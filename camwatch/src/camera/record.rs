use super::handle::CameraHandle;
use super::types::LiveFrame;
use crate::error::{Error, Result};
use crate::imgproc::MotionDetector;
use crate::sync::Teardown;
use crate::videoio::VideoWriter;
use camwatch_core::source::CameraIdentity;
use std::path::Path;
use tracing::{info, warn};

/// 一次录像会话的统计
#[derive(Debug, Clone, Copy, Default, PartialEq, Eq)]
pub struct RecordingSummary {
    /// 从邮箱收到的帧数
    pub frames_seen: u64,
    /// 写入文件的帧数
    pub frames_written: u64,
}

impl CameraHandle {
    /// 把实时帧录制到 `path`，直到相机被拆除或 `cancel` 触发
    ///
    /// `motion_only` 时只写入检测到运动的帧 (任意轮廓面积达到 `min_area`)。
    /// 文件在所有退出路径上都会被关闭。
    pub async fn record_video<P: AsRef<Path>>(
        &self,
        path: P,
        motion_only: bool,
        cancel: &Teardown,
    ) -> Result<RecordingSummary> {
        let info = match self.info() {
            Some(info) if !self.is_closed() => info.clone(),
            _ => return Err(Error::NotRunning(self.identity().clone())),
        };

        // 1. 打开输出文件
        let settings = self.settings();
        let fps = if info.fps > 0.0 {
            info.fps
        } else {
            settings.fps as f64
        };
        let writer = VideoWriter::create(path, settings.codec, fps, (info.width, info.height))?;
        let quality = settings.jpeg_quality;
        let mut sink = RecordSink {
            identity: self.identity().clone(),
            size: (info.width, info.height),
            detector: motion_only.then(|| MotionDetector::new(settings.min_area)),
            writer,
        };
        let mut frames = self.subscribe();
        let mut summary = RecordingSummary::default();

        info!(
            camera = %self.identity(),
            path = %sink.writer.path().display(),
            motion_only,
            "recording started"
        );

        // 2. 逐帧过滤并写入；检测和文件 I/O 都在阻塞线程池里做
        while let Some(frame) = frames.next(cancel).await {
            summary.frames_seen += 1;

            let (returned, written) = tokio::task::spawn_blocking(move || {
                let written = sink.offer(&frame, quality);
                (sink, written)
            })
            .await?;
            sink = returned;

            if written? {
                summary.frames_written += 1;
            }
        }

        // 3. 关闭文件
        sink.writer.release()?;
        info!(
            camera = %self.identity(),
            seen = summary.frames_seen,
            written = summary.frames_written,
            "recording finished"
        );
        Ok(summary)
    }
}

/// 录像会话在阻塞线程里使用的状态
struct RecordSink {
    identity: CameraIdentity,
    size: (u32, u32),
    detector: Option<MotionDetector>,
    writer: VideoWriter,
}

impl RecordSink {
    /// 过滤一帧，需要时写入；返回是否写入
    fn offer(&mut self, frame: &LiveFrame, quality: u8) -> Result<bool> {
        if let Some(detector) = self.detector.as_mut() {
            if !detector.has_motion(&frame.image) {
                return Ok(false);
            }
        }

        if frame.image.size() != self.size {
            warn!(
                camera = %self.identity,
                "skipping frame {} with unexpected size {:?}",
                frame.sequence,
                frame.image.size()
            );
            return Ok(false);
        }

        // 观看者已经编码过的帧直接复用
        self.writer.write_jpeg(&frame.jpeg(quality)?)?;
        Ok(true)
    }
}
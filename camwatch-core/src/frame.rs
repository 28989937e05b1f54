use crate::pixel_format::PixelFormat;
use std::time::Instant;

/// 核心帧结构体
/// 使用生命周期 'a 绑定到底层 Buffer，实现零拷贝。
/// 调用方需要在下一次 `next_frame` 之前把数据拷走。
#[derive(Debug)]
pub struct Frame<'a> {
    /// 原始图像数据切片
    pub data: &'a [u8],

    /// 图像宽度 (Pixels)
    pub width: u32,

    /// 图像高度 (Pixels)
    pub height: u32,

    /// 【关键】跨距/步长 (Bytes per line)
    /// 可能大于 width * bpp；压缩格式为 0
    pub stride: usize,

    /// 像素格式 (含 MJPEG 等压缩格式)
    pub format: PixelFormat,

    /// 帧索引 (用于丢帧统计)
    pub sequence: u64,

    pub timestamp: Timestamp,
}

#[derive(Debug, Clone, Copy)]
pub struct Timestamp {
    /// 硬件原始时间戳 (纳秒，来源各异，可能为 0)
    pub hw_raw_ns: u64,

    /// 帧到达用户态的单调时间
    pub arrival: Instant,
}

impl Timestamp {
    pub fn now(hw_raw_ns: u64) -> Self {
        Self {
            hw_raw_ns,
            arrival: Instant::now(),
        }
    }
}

*Exercise*
Count each line above that has the word "impl" in it, and write down nothing but the total.

*Result*
3